SHOWBIZ NEWS NOW NA! - Ehda M. Dagooc - The Freeman

CEBU, Philippines - Pinoy-made Cherry Mobile is set to roll-out LTE (Long Term Evolution) enabled SIMs before the end of the year, to make 4G connectivity much more affordable to the mainstream market.

Jonathan Salera, Cherry Prepaid usage and retention head said that the LTE-capable SIM, which will be more affordable than the existing offers, is seen to boost data consumption among mobile users in the country, specifically to the budget-conscious subscribers.

Although there are already existing prepaid LTE capable SIMs in the market today, Salera said Cherry Mobile's package through its existing partnership with Globe Telecom could further open the doors for a wider range of subscribers to maximize the full potential of their LTE-capable phones and enjoy the benefits of having high-speed Internet on the go.

In 2015, Cherry Mobile entered into a co-branding partnership with Globe Telecom and established its subsidiary Cherry Prepaid SIM.

The prepaid service, dubbed as Cherry Prepaid powered by Globe, aims to be a game-changer in mass market mobile connectivity that combines high quality mobile phones and prepaid service into one affordable package.

Salera assured consumers of the fast and smooth internet connectivity since Cherry Prepaid is powered by Globe's network.

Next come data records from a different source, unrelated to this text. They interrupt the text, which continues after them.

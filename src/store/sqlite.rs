use std::path::Path;
use std::sync::Mutex;

use rusqlite::{params, Connection, OpenFlags, Row};

use super::{quote, to_sql_int, validate_identifier, ColumnMapping, ContextTable, StoreError};
use crate::types::example::Example;
use crate::types::identifiers::ExampleId;

struct Queries {
    by_id: String,
    by_word: String,
    count: String,
}

/// A [`ContextTable`] over one SQLite table.
///
/// The connection sits behind a mutex so the table (and a bank over it) can
/// be shared across threads.
pub struct SqliteTable {
    conn: Mutex<Connection>,
    table: String,
    queries: Queries,
}

impl SqliteTable {
    /// Open a database file read-only.
    pub fn open(path: &Path, table: &str, mapping: &ColumnMapping) -> Result<Self, StoreError> {
        let conn = Connection::open_with_flags(path, OpenFlags::SQLITE_OPEN_READ_ONLY)?;
        Self::from_connection(conn, table, mapping)
    }

    /// Wrap an existing connection. The table and every mapped column must
    /// exist.
    pub fn from_connection(
        conn: Connection,
        table: &str,
        mapping: &ColumnMapping,
    ) -> Result<Self, StoreError> {
        validate_identifier(table)?;
        mapping.validate()?;
        check_schema(&conn, table, mapping)?;

        let freq = mapping
            .freq
            .as_deref()
            .map(quote)
            .unwrap_or_else(|| "NULL".to_string());
        let select = format!(
            "SELECT {}, {}, {}, {}, {} FROM {}",
            quote(&mapping.id),
            quote(&mapping.left),
            quote(&mapping.word),
            quote(&mapping.right),
            freq,
            quote(table),
        );
        let queries = Queries {
            by_id: format!("{select} WHERE {} = ?1", quote(&mapping.id)),
            by_word: format!("{select} WHERE {} = ?1", quote(&mapping.word)),
            count: format!("SELECT COUNT({}) FROM {}", quote(&mapping.id), quote(table)),
        };

        tracing::debug!(table, "opened sqlite context table");
        Ok(Self {
            conn: Mutex::new(conn),
            table: table.to_string(),
            queries,
        })
    }

    pub fn table(&self) -> &str {
        &self.table
    }

    fn query_rows<P: rusqlite::Params>(
        &self,
        sql: &str,
        params: P,
    ) -> Result<Vec<Example>, StoreError> {
        let conn = self.conn.lock().map_err(|_| StoreError::Poisoned)?;
        let mut stmt = conn.prepare_cached(sql)?;
        let raw = stmt
            .query_map(params, read_raw_row)?
            .collect::<Result<Vec<_>, _>>()?;
        raw.into_iter().map(RawRow::into_example).collect()
    }
}

fn check_schema(conn: &Connection, table: &str, mapping: &ColumnMapping) -> Result<(), StoreError> {
    let mut stmt = conn.prepare(&format!("PRAGMA table_info({})", quote(table)))?;
    let columns = stmt
        .query_map([], |row| row.get::<_, String>(1))?
        .collect::<Result<Vec<_>, _>>()?;
    if columns.is_empty() {
        return Err(StoreError::MissingTable(table.to_string()));
    }
    for wanted in mapping.columns() {
        if !columns.iter().any(|c| c == wanted) {
            return Err(StoreError::MissingColumn {
                table: table.to_string(),
                column: wanted.to_string(),
            });
        }
    }
    Ok(())
}

struct RawRow {
    id: i64,
    left: String,
    word: String,
    right: String,
    frequency: Option<i64>,
}

fn read_raw_row(row: &Row<'_>) -> rusqlite::Result<RawRow> {
    Ok(RawRow {
        id: row.get(0)?,
        left: row.get(1)?,
        word: row.get(2)?,
        right: row.get(3)?,
        frequency: row.get(4)?,
    })
}

impl RawRow {
    fn into_example(self) -> Result<Example, StoreError> {
        let id = u64::try_from(self.id)
            .ok()
            .and_then(|raw| ExampleId::new(raw).ok())
            .ok_or(StoreError::InvalidStoredId(self.id))?;
        let frequency = self
            .frequency
            .map(|f| u64::try_from(f).map_err(|_| StoreError::InvalidStoredFrequency(f)))
            .transpose()?;
        Ok(Example {
            id,
            left: self.left,
            word: self.word,
            right: self.right,
            frequency,
        })
    }
}

impl ContextTable for SqliteTable {
    fn rows_with_id(&self, id: ExampleId) -> Result<Vec<Example>, StoreError> {
        self.query_rows(&self.queries.by_id, params![to_sql_int(id.get())?])
    }

    fn rows_with_word(&self, word: &str) -> Result<Vec<Example>, StoreError> {
        self.query_rows(&self.queries.by_word, params![word])
    }

    fn row_count(&self) -> Result<u64, StoreError> {
        let conn = self.conn.lock().map_err(|_| StoreError::Poisoned)?;
        let count: i64 = conn.query_row(&self.queries.count, [], |row| row.get(0))?;
        // COUNT is never negative
        Ok(count.max(0) as u64)
    }
}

According to Salera, this joint collaboration of Cherry Mobile and Globe Telecom to offer bundled mobile phone offer imbedded with cheap data access, primarily targets the large budget-conscious student population, who are at the same time, heavy users of mobile data services.

Telecom market research agency Strategy Analytics has revealed revenue forecast for 2G, 3G, 4G and 5G till 2022.

Strategy Analytics said telecom network operators globally will generate more revenue from 4G networks  networks than 3G technologies in 2016.

The report, which will be an eye-opener for several telecoms, said that 4G will be accounting for 49 percent of revenue from a 25 percent share of year-end subscriptions. (FREEMAN)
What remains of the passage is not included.